The numbers selected here are relatively arbitrary. Different numbers will have an impact on how well the game plays, prioritizing different factors in how we play.

4. Improvements to the Algorithm

What we have so far works, and we can see that it plays a good game, but it’s slow. It takes around 1 minute per human move. We can do better than this.

4.1. Parallel Processing

The obvious thing that we can do is to do work in parallel. This is a huge benefit of working with Java Streams – we can make this work in parallel by just adding a single statement to each stream.

This change alone gets us down to around 20 seconds per move.

4.2. Pruning Unplayable Branches

The next thing we can do is to prune out any branches that are unplayable. That is, any time that a human move results in an unchanged board.
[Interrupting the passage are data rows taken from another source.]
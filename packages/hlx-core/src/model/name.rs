//! `Name` — a validated, bounded-length UTF-8 label shared by every
//! named collection (sources, zones, groups, presets, favorites).

use crate::error::{HlxError, HlxResult};
use crate::model::identifier::MutationOutcome;

/// Maximum length, in bytes, of a `Name`.
pub const NAME_MAX_LEN: usize = 16;

/// A validated name: 1 to 16 UTF-8 bytes.
#[derive(Debug, Clone, PartialEq, Eq)]
pub struct Name(String);

impl Name {
    /// Builds a `Name`, rejecting empty or over-long values.
    pub fn new(value: impl Into<String>) -> HlxResult<Self> {
        let value = value.into();
        let len = value.len();
        if len == 0 || len > NAME_MAX_LEN {
            return Err(HlxError::OutOfRange(format!(
                        "name length {len} not in [1, {NAME_MAX_LEN}]"
                    )));
        }
        Ok(Self(value))
    }

    /// Borrows the underlying string.
    pub fn as_str(&self) -> &str {
        &self.0
    }

    /// Sets `self` to `candidate`, in place.
    ///
    /// Returns `ValueAlreadySet` (as `MutationOutcome::NoChange`) when the
    /// candidate is byte-identical to the current value — treats
    /// this as success but skips the dirty flag.
    pub fn set(&mut self, candidate: impl Into<String>) -> HlxResult<MutationOutcome> {
        let candidate = candidate.into();
        let len = candidate.len();
        if len == 0 || len > NAME_MAX_LEN {
            return Err(HlxError::OutOfRange(format!(
                        "name length {len} not in [1, {NAME_MAX_LEN}]"
                    )));
        }
        if candidate == self.0 {
            return Ok(MutationOutcome::NoChange);
        }
        self.0 = candidate;
        Ok(MutationOutcome::Changed)
    }
}

impl std::fmt::Display for Name {
    fn fmt(&self, f: &mut std::fmt::Formatter<'_>) -> std::fmt::Result {
        write!(f, "{}", self.0)
    }
}

impl serde::Serialize for Name {
    fn serialize<S>(&self, serializer: S) -> Result<S::Ok, S::Error>
    where
        S: serde::Serializer,
    {
        serializer.serialize_str(&self.0)
    }
}

impl<'de> serde::Deserialize<'de> for Name {
    fn deserialize<D>(deserializer: D) -> Result<Self, D::Error>
    where
        D: serde::Deserializer<'de>,
    {
        let value = String::deserialize(deserializer)?;
        Name::new(value).map_err(serde::de::Error::custom)
    }
}

#[cfg(test)]
mod tests {
    use super::*;

    #[test]
    fn accepts_boundary_lengths() {
        assert!(Name::new("a").is_ok());
        assert!(Name::new("a".repeat(16)).is_ok());
    }

    #[test]
    fn rejects_empty_and_over_length() {
        assert!(Name::new("").is_err());
        assert!(Name::new("a".repeat(17)).is_err());
    }

    #[test]
    fn set_reports_no_change_for_identical_value() {
        let mut name = Name::new("Zone Name 1").unwrap();
        assert_eq!(
            name.set("Zone Name 1").unwrap(),
            MutationOutcome::NoChange
        );
        assert_eq!(name.set("Living Room").unwrap(), MutationOutcome::Changed);
        assert_eq!(name.as_str(), "Living Room");
    }
}
//! `InfraredController` — a single boolean.

use std::sync::Arc;

use parking_lot::Mutex;

use crate::connection::Connection;
use crate::controllers::context::{require_arity, DirtyFlag};
use crate::dispatch::{Dispatcher, FnHandler};
use crate::error::{HlxError, HlxResult};
use crate::events::{StateChange, StateChangeKind, StateChangeSink};
use crate::model::Infrared;
use crate::protocol::catalog::{render_infrared_set, Verb};
use crate::protocol::framing::render_frame;

pub struct InfraredController {
    state: Mutex<Infrared>,
    dirty: Arc<DirtyFlag>,
    sink: Arc<dyn StateChangeSink>,
}

impl InfraredController {
    pub fn new(dirty: Arc<DirtyFlag>, sink: Arc<dyn StateChangeSink>) -> Self {
        Self {
            state: Mutex::new(Infrared::default()),
            dirty,
            sink,
        }
    }

    pub fn register(self: &Arc<Self>, dispatcher: &Dispatcher) {
        let a = self.clone();
        dispatcher.register(
            Verb::InfraredSet,
            Arc::new(FnHandler::new(move |connection, captures| {
                        let a = a.clone();
                        async move { a.handle_set(connection, captures).await }
                    })),
        );
        let b = self.clone();
        dispatcher.register(
            Verb::InfraredQuery,
            Arc::new(FnHandler::new(move |connection, _captures| {
                        let b = b.clone();
                        async move { b.write_current_snapshot(&connection).await }
                    })),
        );
    }

    async fn handle_set(&self, connection: Arc<dyn Connection>, captures: Vec<String>) {
        if require_arity(&captures, 1).is_err() {
            let _ = connection.send(&render_frame("ERROR")).await;
            return;
        }
        let disabled = captures[0] == "1";
        let outcome = self.state.lock().set_disabled(disabled);
        if outcome.is_changed() {
            self.dirty.mark();
            self.sink.on_state_change(StateChange::new(
                    StateChangeKind::Infrared,
                    None,
                    disabled.to_string(),
                ));
        }
        let _ = connection
            .send(&render_frame(&render_infrared_set(disabled)))
            .await;
    }

    pub async fn write_current_snapshot(&self, connection: &Arc<dyn Connection>) {
        let disabled = self.state.lock().is_disabled();
        let _ = connection
            .send(&render_frame(&render_infrared_set(disabled)))
            .await;
    }

    pub fn reset_to_defaults(&self) {
        *self.state.lock() = Infrared::default();
    }

    pub fn load_from_backup(&self, doc: &serde_json::Value) -> HlxResult<()> {
        let value = doc
            .get("Infrared")
            .ok_or_else(|| HlxError::MissingConfiguration("Infrared".to_string()))?;
        let state: Infrared = serde_json::from_value(value.clone())?;
        *self.state.lock() = state;
        Ok(())
    }

    pub fn save_to_backup(&self, doc: &mut serde_json::Value) {
        doc["Infrared"] =
        serde_json::to_value(*self.state.lock()).expect("infrared backup always serializes");
    }
}

#[cfg(test)]
mod tests {
    use super::*;
    use crate::connection::test_support::MemoryConnection;
    use crate::events::NoopStateChangeSink;

    #[tokio::test]
    async fn set_then_query_reflects_state() {
        let ctrl = Arc::new(InfraredController::new(
                Arc::new(DirtyFlag::new()),
                Arc::new(NoopStateChangeSink),
            ));
        let dispatcher = Dispatcher::new();
        ctrl.register(&dispatcher);
        let conn = Arc::new(MemoryConnection::new());
        dispatcher.on_frame(conn.clone(), "IR1").await;
        assert_eq!(conn.sent_bodies(), vec!["IR1"]);
        assert!(ctrl.dirty.is_dirty());

        let conn2 = Arc::new(MemoryConnection::new());
        dispatcher.on_frame(conn2.clone(), "QIR").await;
        assert_eq!(conn2.sent_bodies(), vec!["IR1"]);
    }
}
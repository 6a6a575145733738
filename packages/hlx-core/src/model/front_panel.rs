//! `FrontPanel` — the device's physical front-panel state.

use crate::error::HlxResult;
use crate::model::identifier::{check_range, MutationOutcome};

/// Upper bound of [`FrontPanel::brightness`], inclusive.
pub const BRIGHTNESS_MAX: u8 = 3;
/// Default brightness.
pub const BRIGHTNESS_DEFAULT: u8 = 2;

#[derive(Debug, Clone, Copy, PartialEq, Eq, serde::Serialize, serde::Deserialize)]
pub struct FrontPanel {
    brightness: u8,
    locked: bool,
}

impl Default for FrontPanel {
    fn default() -> Self {
        Self {
            brightness: BRIGHTNESS_DEFAULT,
            locked: false,
        }
    }
}

impl FrontPanel {
    pub fn brightness(&self) -> u8 {
        self.brightness
    }

    pub fn is_locked(&self) -> bool {
        self.locked
    }

    pub fn set_brightness(&mut self, level: u8) -> HlxResult<MutationOutcome> {
        check_range(level, 0, BRIGHTNESS_MAX, "front panel brightness")?;
        if level == self.brightness {
            return Ok(MutationOutcome::NoChange);
        }
        self.brightness = level;
        Ok(MutationOutcome::Changed)
    }

    pub fn set_locked(&mut self, locked: bool) -> MutationOutcome {
        if locked == self.locked {
            return MutationOutcome::NoChange;
        }
        self.locked = locked;
        MutationOutcome::Changed
    }
}

#[cfg(test)]
mod tests {
    use super::*;

    #[test]
    fn defaults_match_spec() {
        let fp = FrontPanel::default();
        assert_eq!(fp.brightness(), 2);
        assert!(!fp.is_locked());
    }

    #[test]
    fn brightness_accepts_endpoints_rejects_past_them() {
        let mut fp = FrontPanel::default();
        assert!(fp.set_brightness(0).is_ok());
        assert!(fp.set_brightness(BRIGHTNESS_MAX).is_ok());
        assert!(fp.set_brightness(BRIGHTNESS_MAX + 1).is_err());
    }
}
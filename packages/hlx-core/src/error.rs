//! Centralized error types for the HLX core library.
//!
//! This module provides a unified error handling system built on
//! `thiserror`, with a machine-readable code per variant for logging
//! and for the `(ERROR)` wire frame.

use thiserror::Error;

/// Trait for error types that provide machine-readable error codes.
pub trait ErrorCode {
    /// Returns a machine-readable error code for logs and diagnostics.
    fn code(&self) -> &'static str;
}

/// Application-wide error type for the HLX protocol and dispatch engine.
///
/// Every variant here corresponds to one of the error kinds a handler or
/// exchange can produce. None of these propagate across a connection
/// boundary as a typed error on the wire — handlers convert them to either
/// `(ERROR)` or, for `ValueAlreadySet`, to silent success.
#[derive(Debug, Error, Clone, PartialEq, Eq)]
pub enum HlxError {
    /// Frame matched no catalog pattern, arity mismatch, or numeric parse failure.
    #[error("bad command: {0}")]
    BadCommand(String),

    /// Identifier or value outside its closed range.
    #[error("value out of range: {0}")]
    OutOfRange(String),

    /// No-op mutation; callers generally treat this as success.
    #[error("value already set")]
    ValueAlreadySet,

    /// `SetVolume` attempted on a volume-locked zone.
    #[error("volume is fixed")]
    VolumeIsFixed,

    /// The backup document is absent.
    #[error("missing configuration: {0}")]
    MissingConfiguration(String),

    /// The backup document is present but structurally invalid.
    #[error("invalid configuration: {0}")]
    InvalidConfiguration(String),

    /// Storage or socket I/O failure.
    #[error("I/O error: {0}")]
    IOError(String),

    /// A client exchange expired before a response arrived.
    #[error("exchange timed out")]
    Timeout,

    /// The connection closed with work still in flight.
    #[error("disconnected")]
    Disconnected,

    /// The peer replied with `(ERROR)`.
    #[error("peer returned a protocol error")]
    ProtocolError,
}

impl ErrorCode for HlxError {
    fn code(&self) -> &'static str {
        match self {
            Self::BadCommand(_) => "bad_command",
            Self::OutOfRange(_) => "out_of_range",
            Self::ValueAlreadySet => "value_already_set",
            Self::VolumeIsFixed => "volume_is_fixed",
            Self::MissingConfiguration(_) => "missing_configuration",
            Self::InvalidConfiguration(_) => "invalid_configuration",
            Self::IOError(_) => "io_error",
            Self::Timeout => "timeout",
            Self::Disconnected => "disconnected",
            Self::ProtocolError => "protocol_error",
        }
    }

    // NOTE: `code()` is also exposed as an inherent method below so call
    // sites don't need `use hlx_core::error::ErrorCode` just to log it.
}

impl HlxError {
    /// Returns a machine-readable error code, mirroring [`ErrorCode::code`].
    pub fn code(&self) -> &'static str {
        ErrorCode::code(self)
    }

    /// True for the two outcomes a handler treats as a successful no-op
    /// (§4.5 step 4): the value didn't change, or an adjustment saturated.
    pub fn is_noop_success(&self) -> bool {
        matches!(self, Self::ValueAlreadySet)
    }
}

impl From<std::io::Error> for HlxError {
    fn from(err: std::io::Error) -> Self {
        Self::IOError(err.to_string())
    }
}

impl From<serde_json::Error> for HlxError {
    fn from(err: serde_json::Error) -> Self {
        Self::InvalidConfiguration(err.to_string())
    }
}

/// Convenient Result alias for application-wide operations.
pub type HlxResult<T> = Result<T, HlxError>;

#[cfg(test)]
mod tests {
    use super::*;

    #[test]
    fn volume_is_fixed_returns_correct_code() {
        let err = HlxError::VolumeIsFixed;
        assert_eq!(err.code(), "volume_is_fixed");
    }

    #[test]
    fn out_of_range_carries_detail() {
        let err = HlxError::OutOfRange("zone 25".into());
        assert_eq!(err.code(), "out_of_range");
        assert!(err.to_string().contains("zone 25"));
    }

    #[test]
    fn value_already_set_is_noop_success() {
        assert!(HlxError::ValueAlreadySet.is_noop_success());
        assert!(!HlxError::Timeout.is_noop_success());
    }

    #[test]
    fn io_error_converts_from_std_io() {
        let io_err = std::io::Error::new(std::io::ErrorKind::NotFound, "missing");
        let err: HlxError = io_err.into();
        assert_eq!(err.code(), "io_error");
    }
}
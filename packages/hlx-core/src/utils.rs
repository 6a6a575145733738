//! General utilities shared across the crate.

use std::time::{SystemTime, UNIX_EPOCH};

/// Returns the current Unix timestamp in milliseconds.
///
/// Returns 0 if the system clock is before the Unix epoch (shouldn't happen in practice).
#[must_use]
pub fn now_millis() -> u64 {
    SystemTime::now()
        .duration_since(UNIX_EPOCH)
        .map(|d| d.as_millis() as u64)
        .unwrap_or(0)
}

#[cfg(test)]
mod tests {
    use super::*;

    #[test]
    fn now_millis_is_nonzero_in_practice() {
        assert!(now_millis() > 0);
    }
}
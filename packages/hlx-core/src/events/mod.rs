//! State-change event system.
//!
//! Every model mutation, whether applied directly by a server-side
//! sub-controller handler or observed by the client from an in-flight
//! response or unsolicited notification, is reported as a typed
//! [`StateChange`] to a single-owner sink, rather than controllers holding
//! delegate pointers to each other.

mod bridge;
mod emitter;

pub use bridge::BroadcastStateChangeBridge;
pub use emitter::{LoggingStateChangeSink, NoopStateChangeSink};

use serde::Serialize;

use crate::model::Identifier;

/// The domain attribute a [`StateChange`] reports on.
#[derive(Debug, Clone, Copy, PartialEq, Eq, Serialize)]
#[serde(rename_all = "camelCase")]
pub enum StateChangeKind {
    ZoneName,
    ZoneVolume,
    ZoneMute,
    ZoneVolumeFixed,
    ZoneBalance,
    ZoneSource,
    ZoneSoundMode,
    ZoneEqualizerBand,
    ZoneTone,
    ZoneLowpassCrossover,
    ZoneHighpassCrossover,
    GroupName,
    GroupMembership,
    SourceName,
    FavoriteName,
    PresetName,
    PresetBand,
    FrontPanelBrightness,
    FrontPanelLocked,
    Infrared,
    Network,
    ConfigurationDirty,
    ConfigurationSaved,
}

/// One reported mutation: which attribute, which identifier (absent for
/// collection-wide or non-identified attributes like `Network`), and the
/// new value rendered as a display string (the model types themselves are
/// the source of truth; this is a notification payload, not a handle back
/// into the model).
#[derive(Debug, Clone, PartialEq, Serialize)]
pub struct StateChange {
    pub kind: StateChangeKind,
    #[serde(skip_serializing_if = "Option::is_none")]
    pub identifier: Option<Identifier>,
    pub new_value: String,
}

impl StateChange {
    pub fn new(kind: StateChangeKind, identifier: Option<Identifier>, new_value: impl Into<String>) -> Self {
        Self {
            kind,
            identifier,
            new_value: new_value.into(),
        }
    }
}

/// Receives state-change events without knowledge of transport.
pub trait StateChangeSink: Send + Sync {
    fn on_state_change(&self, change: StateChange);
}
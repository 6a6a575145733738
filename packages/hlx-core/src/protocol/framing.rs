//! Byte-stream framing of bracketed HLX messages.
//!
//! `(BODY)` is the only frame shape on the wire. [`FrameAccumulator`] turns
//! an arbitrary byte stream into zero or more complete frame bodies,
//! discarding noise before the first `(` and resynchronizing after a
//! framing error.

use crate::error::{HlxError, HlxResult};

/// Frames longer than this (bytes between `(` and a matching `)`) are
/// rejected as malformed rather than buffered forever.
pub const MAX_FRAME_LEN: usize = 1024;

/// Accumulates inbound bytes and extracts complete `(BODY)` frames.
///
/// Bytes before the first `(` are discarded as protocol noise. A `)`
/// without a preceding `(` is reported once via the caller's log and the
/// stream resynchronizes on the next `(`.
#[derive(Debug, Default)]
pub struct FrameAccumulator {
    buf: Vec<u8>,
}

impl FrameAccumulator {
    pub fn new() -> Self {
        Self { buf: Vec::new() }
    }

    /// Feeds newly-received bytes and extracts every complete frame body
    /// available so far (bracket contents, with the `(`/`)` stripped).
    ///
    /// On a framing error (unclosed frame past [`MAX_FRAME_LEN`], or a
    /// stray `)`), the offending region is dropped and scanning resumes
    /// at the next `(`; the error is surfaced once per occurrence via the
    /// returned `Vec`, alongside any successfully-extracted frames.
    pub fn feed(&mut self, bytes: &[u8]) -> Vec<HlxResult<Vec<u8>>> {
        self.buf.extend_from_slice(bytes);
        let mut frames = Vec::new();

        loop {
            // Discard noise (and stray `)`) before the next `(`.
            match self.buf.iter().position(|&b| b == b'(') {
                Some(start) => {
                    if start > 0 {
                        if self.buf[..start].contains(&b')') {
                            frames.push(Err(HlxError::BadCommand(
                                        "unmatched ')' before next frame".into(),
                                    )));
                        }
                        self.buf.drain(..start);
                    }
                }
                None => {
                    if self.buf.contains(&b')') {
                        frames.push(Err(HlxError::BadCommand(
                                    "unmatched ')' with no open frame".into(),
                                )));
                    }
                    self.buf.clear();
                    break;
                }
            }

            // self.buf[0] == '(' now.
            match self.buf.iter().position(|&b| b == b')') {
                Some(end) => {
                    let body = self.buf[1..end].to_vec();
                    self.buf.drain(..=end);
                    frames.push(Ok(body));
                }
                None => {
                    if self.buf.len() > MAX_FRAME_LEN {
                        frames.push(Err(HlxError::BadCommand(format!(
                                        "frame exceeded {MAX_FRAME_LEN} bytes without closing ')'"
                                    ))));
                        self.buf.drain(..1); // drop the stale '(' and resync
                        continue;
                    }
                    break; // wait for more bytes
                }
            }
        }

        frames
    }
}

/// Renders a frame body as a full wire frame: `(BODY)`.
pub fn render_frame(body: &str) -> Vec<u8> {
    let mut out = Vec::with_capacity(body.len() + 2);
    out.push(b'(');
    out.extend_from_slice(body.as_bytes());
    out.push(b')');
    out
}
These are almost certainly branches that are going to result in worse outcomes – they are effectively giving the computer a free move – but they cost us processing time to pursue them.

To do this, we need to implement an equals method on our Board so that we can compare them:

@Override
public boolean equals(Object o) {
    if (this == o) {
        return true;
    }
    if (o == null || getClass() != o.getClass()) {
        return false;
    }
    Board board1 = (Board) o;
    return Arrays.deepEquals(board, board1.board);
}

We can then add some filters to our stream pipelines to stop processing anything that hasn’t changed.

return Arrays.stream(Move.values())
    .parallel()
    .map(board::move)
    .filter(moved -> !moved.equals(board))
    ........

This has minimal impact on the early parts of playing – when there are very few filled cells, there are very few moves that can be trimmed. However, later on, this starts to make a much bigger impact, reducing move times down to only a few seconds.

5. Summary

Here we built a framework for playing the game 2048. Then, we wrote a solver into this so that we can play a better game. All of the examples seen here can be found over on GitHub.

Why not try varying the rules to see how they impact the gameplay.